*Data in this exercise*:
———

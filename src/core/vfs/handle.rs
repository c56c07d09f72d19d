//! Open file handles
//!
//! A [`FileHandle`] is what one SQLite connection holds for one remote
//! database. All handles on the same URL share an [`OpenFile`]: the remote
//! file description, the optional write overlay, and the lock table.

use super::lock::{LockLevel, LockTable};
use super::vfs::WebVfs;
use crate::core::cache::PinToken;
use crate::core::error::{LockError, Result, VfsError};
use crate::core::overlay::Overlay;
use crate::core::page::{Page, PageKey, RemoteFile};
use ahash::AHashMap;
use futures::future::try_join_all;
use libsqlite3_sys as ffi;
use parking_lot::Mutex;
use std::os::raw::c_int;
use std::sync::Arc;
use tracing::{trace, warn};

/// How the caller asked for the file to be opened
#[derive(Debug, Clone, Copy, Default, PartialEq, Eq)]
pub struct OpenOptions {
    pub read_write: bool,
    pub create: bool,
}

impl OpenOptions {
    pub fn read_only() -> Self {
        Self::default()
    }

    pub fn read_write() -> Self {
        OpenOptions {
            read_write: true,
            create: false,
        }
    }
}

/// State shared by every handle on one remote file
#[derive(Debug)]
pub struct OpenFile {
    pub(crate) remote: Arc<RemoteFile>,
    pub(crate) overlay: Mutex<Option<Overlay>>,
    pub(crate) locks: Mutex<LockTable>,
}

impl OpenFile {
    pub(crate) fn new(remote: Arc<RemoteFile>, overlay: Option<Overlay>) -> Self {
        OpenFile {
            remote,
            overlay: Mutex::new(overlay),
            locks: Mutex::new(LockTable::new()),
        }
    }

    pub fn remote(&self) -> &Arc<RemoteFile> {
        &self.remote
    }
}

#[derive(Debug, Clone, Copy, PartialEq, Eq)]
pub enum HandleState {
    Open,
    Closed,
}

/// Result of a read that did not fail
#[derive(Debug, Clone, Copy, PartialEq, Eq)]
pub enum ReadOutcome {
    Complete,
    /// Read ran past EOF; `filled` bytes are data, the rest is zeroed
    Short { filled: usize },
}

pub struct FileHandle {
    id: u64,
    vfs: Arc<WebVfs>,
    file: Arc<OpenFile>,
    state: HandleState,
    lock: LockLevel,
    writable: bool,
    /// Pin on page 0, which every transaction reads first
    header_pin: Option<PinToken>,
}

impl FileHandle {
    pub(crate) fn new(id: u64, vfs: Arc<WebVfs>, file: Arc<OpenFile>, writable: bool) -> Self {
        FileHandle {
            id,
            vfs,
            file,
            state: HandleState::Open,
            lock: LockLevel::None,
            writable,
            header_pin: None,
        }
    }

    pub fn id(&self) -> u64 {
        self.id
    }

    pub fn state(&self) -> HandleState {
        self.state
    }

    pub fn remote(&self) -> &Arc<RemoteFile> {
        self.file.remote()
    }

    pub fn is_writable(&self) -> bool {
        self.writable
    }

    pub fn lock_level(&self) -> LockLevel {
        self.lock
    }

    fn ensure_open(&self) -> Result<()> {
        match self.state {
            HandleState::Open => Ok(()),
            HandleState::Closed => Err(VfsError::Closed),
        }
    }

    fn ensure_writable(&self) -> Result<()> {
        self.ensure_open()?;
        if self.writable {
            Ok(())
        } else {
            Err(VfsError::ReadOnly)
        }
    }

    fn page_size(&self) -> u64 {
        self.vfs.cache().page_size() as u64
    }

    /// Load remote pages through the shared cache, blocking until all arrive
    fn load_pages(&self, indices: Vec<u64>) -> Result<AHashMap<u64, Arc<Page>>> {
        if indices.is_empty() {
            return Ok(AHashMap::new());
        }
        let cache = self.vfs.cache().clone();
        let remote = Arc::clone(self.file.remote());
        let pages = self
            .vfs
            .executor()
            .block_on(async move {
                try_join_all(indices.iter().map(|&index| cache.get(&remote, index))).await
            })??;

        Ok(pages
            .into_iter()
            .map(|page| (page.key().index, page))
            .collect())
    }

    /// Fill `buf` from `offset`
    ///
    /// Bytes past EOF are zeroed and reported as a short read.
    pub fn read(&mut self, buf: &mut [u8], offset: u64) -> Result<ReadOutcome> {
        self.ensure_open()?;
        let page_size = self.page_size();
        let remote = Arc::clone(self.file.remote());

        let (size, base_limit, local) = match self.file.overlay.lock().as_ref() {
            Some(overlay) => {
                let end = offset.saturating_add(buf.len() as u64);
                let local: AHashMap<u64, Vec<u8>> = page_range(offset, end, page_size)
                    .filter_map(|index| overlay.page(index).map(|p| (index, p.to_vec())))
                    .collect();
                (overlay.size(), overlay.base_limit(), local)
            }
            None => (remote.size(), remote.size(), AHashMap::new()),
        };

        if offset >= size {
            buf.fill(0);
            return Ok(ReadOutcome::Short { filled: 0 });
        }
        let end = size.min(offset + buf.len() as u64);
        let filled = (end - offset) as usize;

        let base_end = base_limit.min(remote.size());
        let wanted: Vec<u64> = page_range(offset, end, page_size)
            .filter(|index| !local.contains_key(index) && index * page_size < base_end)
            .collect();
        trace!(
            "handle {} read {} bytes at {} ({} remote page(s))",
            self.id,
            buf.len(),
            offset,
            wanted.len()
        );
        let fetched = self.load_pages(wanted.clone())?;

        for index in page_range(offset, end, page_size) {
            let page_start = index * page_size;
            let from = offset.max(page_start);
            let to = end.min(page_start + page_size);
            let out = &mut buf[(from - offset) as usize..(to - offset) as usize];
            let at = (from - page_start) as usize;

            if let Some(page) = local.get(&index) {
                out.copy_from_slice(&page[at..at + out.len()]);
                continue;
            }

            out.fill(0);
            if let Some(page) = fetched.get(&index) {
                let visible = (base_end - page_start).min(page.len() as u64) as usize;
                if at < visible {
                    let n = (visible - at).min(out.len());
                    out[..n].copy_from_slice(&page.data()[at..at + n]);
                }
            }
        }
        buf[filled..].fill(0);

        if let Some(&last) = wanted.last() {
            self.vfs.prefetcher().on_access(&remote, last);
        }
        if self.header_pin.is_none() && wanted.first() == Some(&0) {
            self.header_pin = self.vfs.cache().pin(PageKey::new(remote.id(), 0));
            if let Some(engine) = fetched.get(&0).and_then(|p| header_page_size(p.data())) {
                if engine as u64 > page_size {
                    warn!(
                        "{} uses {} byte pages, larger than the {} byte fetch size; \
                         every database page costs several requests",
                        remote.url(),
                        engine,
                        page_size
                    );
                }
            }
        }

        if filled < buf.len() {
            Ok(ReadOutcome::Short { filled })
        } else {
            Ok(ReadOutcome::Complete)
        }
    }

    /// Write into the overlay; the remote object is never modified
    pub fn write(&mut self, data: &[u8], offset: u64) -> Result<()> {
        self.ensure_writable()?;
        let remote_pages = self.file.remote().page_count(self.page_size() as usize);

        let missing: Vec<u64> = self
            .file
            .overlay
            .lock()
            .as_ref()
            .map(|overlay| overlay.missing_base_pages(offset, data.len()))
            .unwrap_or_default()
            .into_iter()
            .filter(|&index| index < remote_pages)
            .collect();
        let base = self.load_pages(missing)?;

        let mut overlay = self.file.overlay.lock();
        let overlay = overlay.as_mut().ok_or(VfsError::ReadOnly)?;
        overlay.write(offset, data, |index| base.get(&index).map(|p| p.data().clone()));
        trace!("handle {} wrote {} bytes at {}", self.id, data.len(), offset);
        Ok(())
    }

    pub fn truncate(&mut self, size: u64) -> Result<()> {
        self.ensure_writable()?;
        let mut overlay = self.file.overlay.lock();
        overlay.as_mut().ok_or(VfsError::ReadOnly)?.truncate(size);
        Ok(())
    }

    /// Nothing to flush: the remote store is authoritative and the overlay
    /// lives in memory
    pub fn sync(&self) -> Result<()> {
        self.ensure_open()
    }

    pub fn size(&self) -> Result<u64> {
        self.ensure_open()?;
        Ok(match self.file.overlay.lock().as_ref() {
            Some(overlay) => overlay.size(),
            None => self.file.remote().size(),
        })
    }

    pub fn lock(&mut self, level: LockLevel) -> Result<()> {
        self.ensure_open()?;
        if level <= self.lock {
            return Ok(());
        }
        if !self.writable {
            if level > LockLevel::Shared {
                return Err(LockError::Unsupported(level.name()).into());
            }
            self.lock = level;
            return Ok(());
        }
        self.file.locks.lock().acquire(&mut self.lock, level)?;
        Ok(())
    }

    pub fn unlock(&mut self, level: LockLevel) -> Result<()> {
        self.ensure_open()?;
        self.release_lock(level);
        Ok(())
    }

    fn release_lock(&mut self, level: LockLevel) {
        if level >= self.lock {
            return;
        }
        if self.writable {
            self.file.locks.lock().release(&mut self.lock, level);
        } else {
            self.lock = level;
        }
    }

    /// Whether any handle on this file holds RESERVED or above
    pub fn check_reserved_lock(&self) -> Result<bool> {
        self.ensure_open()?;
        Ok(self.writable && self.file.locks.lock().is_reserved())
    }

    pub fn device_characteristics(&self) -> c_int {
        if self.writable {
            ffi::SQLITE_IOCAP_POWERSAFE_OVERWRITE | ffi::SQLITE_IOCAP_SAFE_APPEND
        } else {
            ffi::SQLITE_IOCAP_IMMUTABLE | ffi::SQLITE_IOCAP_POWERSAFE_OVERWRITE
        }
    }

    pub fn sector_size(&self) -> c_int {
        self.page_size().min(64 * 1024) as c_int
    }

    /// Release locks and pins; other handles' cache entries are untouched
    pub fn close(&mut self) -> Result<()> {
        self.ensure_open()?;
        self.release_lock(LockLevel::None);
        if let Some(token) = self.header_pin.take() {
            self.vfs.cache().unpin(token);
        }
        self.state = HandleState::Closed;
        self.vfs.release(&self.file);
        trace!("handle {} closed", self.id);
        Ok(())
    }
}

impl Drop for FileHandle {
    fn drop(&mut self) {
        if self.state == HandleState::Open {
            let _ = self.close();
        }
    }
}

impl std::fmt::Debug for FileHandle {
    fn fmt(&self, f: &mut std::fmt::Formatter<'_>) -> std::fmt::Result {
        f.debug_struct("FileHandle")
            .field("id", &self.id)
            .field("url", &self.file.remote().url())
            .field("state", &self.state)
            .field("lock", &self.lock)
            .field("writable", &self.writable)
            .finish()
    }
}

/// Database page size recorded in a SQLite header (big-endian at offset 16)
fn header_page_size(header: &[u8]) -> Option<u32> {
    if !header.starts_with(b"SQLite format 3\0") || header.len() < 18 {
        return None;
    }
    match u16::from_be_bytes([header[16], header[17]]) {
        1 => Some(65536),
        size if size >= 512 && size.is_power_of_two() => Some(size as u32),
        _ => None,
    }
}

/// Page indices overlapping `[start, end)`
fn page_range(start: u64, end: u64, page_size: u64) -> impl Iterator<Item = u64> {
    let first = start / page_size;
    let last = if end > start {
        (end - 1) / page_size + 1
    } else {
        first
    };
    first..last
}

———

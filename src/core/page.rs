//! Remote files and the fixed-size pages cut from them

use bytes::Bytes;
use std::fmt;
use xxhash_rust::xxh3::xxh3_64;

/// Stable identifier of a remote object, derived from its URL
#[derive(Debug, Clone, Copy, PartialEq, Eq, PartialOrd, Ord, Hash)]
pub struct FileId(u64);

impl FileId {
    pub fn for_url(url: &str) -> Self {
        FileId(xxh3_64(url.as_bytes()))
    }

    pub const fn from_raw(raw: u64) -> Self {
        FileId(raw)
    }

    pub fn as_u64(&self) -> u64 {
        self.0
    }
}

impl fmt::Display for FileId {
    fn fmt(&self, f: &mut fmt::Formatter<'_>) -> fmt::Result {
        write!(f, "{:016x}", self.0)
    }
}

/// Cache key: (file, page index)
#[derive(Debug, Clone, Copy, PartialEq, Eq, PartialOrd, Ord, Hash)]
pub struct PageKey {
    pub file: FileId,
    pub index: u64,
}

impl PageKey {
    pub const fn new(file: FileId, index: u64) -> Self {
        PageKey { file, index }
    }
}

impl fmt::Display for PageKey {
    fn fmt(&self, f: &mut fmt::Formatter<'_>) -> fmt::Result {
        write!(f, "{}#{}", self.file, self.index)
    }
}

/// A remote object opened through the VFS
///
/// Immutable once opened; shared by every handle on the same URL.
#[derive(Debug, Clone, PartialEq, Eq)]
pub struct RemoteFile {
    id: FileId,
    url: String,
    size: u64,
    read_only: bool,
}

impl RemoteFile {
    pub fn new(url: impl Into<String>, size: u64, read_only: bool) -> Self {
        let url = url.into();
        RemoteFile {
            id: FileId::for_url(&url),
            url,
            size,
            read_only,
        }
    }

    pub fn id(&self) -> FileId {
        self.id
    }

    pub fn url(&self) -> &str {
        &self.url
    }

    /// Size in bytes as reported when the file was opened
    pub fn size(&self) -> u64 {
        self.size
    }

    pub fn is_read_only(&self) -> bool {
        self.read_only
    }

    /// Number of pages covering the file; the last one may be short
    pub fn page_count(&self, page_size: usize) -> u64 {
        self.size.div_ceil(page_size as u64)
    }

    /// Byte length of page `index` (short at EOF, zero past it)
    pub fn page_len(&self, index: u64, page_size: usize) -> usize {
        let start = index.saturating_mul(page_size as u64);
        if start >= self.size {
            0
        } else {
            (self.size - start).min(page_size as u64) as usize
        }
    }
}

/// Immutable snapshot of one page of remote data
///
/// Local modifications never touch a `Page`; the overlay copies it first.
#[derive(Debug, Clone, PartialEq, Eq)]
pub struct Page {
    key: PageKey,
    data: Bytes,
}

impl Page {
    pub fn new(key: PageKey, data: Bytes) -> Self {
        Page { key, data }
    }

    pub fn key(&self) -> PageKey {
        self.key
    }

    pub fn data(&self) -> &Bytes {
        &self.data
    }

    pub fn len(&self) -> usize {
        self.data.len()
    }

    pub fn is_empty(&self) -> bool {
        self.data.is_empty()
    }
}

———

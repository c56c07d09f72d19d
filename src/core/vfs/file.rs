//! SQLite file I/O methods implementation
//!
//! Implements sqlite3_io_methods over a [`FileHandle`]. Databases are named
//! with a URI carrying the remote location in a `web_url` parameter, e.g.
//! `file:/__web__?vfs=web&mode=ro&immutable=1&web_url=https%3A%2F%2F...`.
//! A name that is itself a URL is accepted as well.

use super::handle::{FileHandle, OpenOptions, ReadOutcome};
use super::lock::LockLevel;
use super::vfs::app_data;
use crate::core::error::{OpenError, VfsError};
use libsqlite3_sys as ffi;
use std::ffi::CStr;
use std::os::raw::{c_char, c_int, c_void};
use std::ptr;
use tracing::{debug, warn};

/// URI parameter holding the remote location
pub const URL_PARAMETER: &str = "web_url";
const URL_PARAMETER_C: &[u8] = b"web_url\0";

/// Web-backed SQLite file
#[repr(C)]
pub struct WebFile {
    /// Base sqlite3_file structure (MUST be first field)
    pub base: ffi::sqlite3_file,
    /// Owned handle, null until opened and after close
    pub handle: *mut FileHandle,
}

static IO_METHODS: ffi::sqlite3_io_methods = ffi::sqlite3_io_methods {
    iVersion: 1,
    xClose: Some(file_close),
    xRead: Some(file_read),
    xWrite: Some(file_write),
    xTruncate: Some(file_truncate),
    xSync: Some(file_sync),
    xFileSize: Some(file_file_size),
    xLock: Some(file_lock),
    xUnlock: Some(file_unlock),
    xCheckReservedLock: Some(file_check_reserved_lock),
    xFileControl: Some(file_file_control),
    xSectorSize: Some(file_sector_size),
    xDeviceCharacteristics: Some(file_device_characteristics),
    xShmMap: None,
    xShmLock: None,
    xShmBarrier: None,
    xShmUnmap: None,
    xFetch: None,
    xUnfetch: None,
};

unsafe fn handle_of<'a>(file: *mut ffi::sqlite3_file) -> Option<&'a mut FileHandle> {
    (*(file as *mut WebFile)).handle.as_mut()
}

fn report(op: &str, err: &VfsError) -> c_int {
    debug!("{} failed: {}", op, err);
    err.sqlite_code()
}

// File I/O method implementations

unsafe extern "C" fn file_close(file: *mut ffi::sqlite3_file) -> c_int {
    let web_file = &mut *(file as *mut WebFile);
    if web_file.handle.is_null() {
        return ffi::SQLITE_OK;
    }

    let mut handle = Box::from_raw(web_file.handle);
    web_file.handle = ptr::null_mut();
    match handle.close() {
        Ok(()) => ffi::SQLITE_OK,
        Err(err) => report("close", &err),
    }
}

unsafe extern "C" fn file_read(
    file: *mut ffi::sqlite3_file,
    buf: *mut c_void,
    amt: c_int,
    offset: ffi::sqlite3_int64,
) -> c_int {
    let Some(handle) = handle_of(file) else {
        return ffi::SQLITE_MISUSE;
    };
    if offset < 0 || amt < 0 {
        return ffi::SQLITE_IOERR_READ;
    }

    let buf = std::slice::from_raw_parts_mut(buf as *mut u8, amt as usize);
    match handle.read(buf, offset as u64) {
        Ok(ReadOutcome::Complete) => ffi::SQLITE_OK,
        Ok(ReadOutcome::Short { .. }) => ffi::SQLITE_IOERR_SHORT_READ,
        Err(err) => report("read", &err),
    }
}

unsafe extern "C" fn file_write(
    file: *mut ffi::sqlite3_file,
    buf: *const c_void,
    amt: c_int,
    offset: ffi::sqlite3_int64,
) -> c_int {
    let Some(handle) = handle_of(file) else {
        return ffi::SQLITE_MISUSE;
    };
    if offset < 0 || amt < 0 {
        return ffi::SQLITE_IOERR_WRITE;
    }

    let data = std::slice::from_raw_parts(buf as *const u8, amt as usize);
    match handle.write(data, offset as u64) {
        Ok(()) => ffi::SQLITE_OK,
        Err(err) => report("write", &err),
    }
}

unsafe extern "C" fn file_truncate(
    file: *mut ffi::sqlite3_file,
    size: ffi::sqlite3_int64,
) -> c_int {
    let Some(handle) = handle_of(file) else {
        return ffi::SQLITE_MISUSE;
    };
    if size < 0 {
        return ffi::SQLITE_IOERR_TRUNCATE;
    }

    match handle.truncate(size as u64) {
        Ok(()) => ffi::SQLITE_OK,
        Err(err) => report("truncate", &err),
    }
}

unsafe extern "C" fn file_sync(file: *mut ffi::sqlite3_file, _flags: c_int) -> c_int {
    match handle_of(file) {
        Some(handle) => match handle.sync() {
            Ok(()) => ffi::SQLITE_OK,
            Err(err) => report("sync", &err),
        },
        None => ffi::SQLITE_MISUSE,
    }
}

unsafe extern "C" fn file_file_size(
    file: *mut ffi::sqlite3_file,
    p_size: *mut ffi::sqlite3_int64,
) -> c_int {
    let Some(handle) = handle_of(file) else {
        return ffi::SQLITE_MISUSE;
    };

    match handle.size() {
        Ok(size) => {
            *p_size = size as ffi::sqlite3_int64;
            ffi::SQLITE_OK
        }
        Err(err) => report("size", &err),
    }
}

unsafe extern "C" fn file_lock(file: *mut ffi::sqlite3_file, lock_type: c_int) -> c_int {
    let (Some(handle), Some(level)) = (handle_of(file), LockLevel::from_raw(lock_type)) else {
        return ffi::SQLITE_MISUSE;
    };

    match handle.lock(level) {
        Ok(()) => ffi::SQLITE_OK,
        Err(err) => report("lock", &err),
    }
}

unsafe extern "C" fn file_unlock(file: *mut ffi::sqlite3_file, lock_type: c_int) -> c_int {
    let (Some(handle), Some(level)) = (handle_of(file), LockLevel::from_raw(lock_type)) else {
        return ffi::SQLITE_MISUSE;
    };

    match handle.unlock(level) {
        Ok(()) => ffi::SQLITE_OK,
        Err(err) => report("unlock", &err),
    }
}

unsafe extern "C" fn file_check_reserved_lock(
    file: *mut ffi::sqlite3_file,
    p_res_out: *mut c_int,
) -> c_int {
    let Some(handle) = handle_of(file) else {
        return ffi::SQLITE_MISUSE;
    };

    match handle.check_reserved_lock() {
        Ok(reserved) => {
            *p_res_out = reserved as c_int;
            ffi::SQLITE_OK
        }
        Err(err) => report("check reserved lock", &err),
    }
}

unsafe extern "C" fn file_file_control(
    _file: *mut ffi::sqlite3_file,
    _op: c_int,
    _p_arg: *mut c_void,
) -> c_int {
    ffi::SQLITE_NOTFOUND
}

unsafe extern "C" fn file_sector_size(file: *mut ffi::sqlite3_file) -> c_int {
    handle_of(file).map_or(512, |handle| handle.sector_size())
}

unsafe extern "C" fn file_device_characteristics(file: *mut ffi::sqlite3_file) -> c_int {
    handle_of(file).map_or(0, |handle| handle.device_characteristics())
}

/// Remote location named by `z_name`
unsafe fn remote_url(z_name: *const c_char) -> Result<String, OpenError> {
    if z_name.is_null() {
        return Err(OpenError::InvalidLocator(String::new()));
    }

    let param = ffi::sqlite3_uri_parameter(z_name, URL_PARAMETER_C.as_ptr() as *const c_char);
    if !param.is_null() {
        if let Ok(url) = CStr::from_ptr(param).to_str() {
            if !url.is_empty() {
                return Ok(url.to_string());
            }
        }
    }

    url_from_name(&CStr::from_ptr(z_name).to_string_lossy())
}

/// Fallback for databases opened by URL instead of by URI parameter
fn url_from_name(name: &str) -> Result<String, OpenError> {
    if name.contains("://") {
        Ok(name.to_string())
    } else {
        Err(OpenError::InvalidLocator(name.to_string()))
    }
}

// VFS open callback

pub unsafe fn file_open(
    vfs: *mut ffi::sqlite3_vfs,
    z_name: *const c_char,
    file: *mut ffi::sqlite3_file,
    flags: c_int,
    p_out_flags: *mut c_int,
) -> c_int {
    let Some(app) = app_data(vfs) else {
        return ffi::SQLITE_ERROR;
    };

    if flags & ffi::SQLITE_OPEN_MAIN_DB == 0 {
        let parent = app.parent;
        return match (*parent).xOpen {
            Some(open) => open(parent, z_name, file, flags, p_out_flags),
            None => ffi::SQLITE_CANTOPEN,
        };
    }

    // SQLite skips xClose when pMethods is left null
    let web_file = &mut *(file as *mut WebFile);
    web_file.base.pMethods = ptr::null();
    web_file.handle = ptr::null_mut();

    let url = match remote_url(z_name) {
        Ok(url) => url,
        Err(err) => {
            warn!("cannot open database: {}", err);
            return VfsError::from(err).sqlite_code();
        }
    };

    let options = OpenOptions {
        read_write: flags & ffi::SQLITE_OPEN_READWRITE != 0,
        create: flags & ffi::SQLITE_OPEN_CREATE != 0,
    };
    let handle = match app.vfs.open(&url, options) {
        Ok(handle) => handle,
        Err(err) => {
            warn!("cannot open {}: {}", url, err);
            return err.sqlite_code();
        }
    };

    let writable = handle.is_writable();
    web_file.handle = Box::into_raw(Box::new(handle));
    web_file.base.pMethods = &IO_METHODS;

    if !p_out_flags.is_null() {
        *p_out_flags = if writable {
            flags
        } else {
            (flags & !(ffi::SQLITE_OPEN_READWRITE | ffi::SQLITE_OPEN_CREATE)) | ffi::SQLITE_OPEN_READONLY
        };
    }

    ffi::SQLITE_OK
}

———

*Aim of the exercise*:
Starting at the line that has "buf[filled..].fill(0);" in the records above, restate word for word every line until the one that has "is never modified", and include that one as well.

*Exercise answer*:
        buf[filled..].fill(0);

        if let Some(&last) = wanted.last() {
            self.vfs.prefetcher().on_access(&remote, last);
        }
        if self.header_pin.is_none() && wanted.first() == Some(&0) {
            self.header_pin = self.vfs.cache().pin(PageKey::new(remote.id(), 0));
            if let Some(engine) = fetched.get(&0).and_then(|p| header_page_size(p.data())) {
                if engine as u64 > page_size {
                    warn!(
                        "{} uses {} byte pages, larger than the {} byte fetch size; \
                         every database page costs several requests",
                        remote.url(),
                        engine,
                        page_size
                    );
                }
            }
        }

        if filled < buf.len() {
            Ok(ReadOutcome::Short { filled })
        } else {
            Ok(ReadOutcome::Complete)
        }
    }

    /// Write into the overlay; the remote object is never modified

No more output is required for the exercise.